Work instruction :: The job is to find each line in the entries holding the string "format" and copy that line.

Study material ::

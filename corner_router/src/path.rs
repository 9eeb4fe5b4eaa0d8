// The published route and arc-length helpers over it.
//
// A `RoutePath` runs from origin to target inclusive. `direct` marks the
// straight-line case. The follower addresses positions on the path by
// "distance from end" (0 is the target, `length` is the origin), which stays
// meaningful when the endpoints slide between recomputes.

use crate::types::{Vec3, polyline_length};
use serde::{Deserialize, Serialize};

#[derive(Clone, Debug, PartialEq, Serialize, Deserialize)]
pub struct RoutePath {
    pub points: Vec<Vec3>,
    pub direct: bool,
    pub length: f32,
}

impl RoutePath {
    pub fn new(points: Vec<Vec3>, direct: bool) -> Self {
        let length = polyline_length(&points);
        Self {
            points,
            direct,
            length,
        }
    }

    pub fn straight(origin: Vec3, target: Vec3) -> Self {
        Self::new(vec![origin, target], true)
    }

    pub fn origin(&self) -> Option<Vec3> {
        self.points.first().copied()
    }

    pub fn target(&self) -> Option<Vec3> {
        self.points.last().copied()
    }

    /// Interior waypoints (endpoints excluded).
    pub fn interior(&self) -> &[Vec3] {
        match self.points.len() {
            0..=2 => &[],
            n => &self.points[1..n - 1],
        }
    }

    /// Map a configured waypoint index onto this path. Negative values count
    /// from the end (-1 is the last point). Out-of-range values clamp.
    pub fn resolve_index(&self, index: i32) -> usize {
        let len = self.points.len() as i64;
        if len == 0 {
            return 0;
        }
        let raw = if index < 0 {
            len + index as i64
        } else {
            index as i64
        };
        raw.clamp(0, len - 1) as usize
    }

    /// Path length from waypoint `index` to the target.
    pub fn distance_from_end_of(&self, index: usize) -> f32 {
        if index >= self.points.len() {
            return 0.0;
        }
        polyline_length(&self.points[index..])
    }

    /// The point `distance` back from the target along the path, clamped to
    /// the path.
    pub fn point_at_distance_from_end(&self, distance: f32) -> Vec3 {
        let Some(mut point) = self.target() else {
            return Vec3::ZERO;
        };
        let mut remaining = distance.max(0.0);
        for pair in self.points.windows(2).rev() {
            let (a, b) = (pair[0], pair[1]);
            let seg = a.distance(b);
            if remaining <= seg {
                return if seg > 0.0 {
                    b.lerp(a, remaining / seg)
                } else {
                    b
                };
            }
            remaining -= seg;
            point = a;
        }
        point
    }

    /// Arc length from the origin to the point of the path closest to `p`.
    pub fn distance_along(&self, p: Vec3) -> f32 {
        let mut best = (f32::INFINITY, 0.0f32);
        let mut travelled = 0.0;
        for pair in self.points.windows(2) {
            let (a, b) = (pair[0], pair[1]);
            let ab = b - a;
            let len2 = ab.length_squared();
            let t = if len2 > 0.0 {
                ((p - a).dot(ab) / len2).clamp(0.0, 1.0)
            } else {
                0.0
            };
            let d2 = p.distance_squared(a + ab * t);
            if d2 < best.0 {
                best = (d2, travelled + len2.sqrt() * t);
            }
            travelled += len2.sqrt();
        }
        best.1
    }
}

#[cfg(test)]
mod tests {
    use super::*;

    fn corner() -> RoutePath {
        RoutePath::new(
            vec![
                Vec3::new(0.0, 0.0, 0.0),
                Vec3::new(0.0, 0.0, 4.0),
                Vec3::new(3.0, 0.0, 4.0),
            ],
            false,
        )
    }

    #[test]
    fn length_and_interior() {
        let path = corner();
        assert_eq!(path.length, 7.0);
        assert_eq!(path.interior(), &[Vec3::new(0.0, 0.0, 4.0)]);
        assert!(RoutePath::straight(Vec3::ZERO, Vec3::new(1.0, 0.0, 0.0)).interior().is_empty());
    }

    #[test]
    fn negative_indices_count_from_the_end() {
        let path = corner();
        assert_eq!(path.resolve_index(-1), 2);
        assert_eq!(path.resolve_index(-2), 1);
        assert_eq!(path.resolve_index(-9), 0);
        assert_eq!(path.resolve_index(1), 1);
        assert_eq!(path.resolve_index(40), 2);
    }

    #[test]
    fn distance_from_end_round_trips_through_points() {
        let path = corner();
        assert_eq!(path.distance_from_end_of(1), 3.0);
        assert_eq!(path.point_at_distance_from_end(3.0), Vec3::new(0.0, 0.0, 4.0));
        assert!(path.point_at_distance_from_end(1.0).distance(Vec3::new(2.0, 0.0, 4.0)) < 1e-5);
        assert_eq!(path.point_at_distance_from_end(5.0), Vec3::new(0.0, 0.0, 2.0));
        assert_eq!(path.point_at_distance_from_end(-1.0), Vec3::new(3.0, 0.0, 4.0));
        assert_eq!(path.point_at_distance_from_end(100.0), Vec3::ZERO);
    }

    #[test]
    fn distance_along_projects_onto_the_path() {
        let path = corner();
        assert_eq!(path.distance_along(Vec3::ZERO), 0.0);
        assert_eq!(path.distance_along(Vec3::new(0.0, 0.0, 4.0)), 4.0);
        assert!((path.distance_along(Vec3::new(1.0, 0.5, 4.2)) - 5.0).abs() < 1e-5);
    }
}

* * *

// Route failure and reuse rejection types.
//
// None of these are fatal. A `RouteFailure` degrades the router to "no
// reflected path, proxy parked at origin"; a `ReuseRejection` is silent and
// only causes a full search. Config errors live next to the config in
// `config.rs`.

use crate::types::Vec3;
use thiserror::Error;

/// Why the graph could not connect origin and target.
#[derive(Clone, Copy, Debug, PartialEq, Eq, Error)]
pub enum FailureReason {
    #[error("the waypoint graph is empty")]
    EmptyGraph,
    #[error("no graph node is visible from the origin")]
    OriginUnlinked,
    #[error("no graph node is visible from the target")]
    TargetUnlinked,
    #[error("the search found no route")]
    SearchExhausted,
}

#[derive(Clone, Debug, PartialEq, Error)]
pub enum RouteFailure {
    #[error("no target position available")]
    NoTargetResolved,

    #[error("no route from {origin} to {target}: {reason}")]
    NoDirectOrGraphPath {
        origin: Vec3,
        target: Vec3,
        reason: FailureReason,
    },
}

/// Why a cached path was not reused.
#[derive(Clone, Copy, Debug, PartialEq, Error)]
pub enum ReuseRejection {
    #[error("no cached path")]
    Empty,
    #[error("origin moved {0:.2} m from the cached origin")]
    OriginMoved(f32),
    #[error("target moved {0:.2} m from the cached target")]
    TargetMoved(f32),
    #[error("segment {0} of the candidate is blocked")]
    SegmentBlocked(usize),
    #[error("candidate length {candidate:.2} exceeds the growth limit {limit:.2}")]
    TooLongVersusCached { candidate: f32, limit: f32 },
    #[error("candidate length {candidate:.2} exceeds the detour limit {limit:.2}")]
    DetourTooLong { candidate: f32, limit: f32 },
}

---

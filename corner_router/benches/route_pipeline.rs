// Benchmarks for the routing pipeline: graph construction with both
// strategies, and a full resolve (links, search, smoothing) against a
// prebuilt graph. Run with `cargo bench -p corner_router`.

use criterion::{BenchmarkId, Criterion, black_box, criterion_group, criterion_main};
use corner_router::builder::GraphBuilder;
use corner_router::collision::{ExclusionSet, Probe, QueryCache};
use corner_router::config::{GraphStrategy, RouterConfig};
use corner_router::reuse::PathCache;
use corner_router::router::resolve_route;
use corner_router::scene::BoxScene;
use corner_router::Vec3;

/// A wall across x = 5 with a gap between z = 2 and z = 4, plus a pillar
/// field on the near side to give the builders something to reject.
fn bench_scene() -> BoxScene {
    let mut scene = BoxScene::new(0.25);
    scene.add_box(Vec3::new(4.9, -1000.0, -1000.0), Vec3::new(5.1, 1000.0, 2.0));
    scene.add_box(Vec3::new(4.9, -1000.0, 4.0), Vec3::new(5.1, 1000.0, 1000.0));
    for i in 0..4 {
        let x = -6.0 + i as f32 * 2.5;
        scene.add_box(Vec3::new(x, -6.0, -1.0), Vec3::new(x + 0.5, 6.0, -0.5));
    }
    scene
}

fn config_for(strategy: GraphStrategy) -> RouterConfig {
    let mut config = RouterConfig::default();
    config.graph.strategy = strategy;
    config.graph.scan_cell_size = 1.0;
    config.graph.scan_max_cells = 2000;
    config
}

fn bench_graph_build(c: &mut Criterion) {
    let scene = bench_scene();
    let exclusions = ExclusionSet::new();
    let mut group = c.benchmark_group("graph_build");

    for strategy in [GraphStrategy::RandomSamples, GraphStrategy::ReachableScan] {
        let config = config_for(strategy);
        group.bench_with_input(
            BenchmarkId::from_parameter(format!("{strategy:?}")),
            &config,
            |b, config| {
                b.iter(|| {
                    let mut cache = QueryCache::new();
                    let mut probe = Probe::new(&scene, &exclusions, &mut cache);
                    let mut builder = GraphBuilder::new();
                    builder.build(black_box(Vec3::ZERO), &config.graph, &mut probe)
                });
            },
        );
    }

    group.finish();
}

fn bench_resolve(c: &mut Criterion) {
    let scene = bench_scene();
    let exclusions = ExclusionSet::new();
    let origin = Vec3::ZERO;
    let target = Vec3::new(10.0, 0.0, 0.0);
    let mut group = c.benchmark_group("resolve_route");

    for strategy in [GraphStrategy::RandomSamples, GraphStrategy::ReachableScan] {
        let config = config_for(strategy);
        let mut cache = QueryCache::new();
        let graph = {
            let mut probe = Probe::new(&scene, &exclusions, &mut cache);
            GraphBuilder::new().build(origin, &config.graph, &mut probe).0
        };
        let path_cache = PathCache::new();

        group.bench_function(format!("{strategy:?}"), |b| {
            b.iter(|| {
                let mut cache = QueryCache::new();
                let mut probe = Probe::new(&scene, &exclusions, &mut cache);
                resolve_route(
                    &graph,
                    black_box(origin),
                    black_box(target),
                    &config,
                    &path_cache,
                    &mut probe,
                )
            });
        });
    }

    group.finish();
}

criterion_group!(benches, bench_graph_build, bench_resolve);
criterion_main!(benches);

Solution ::
            BenchmarkId::from_parameter(format!("{strategy:?}")),
        group.bench_function(format!("{strategy:?}"), |b| {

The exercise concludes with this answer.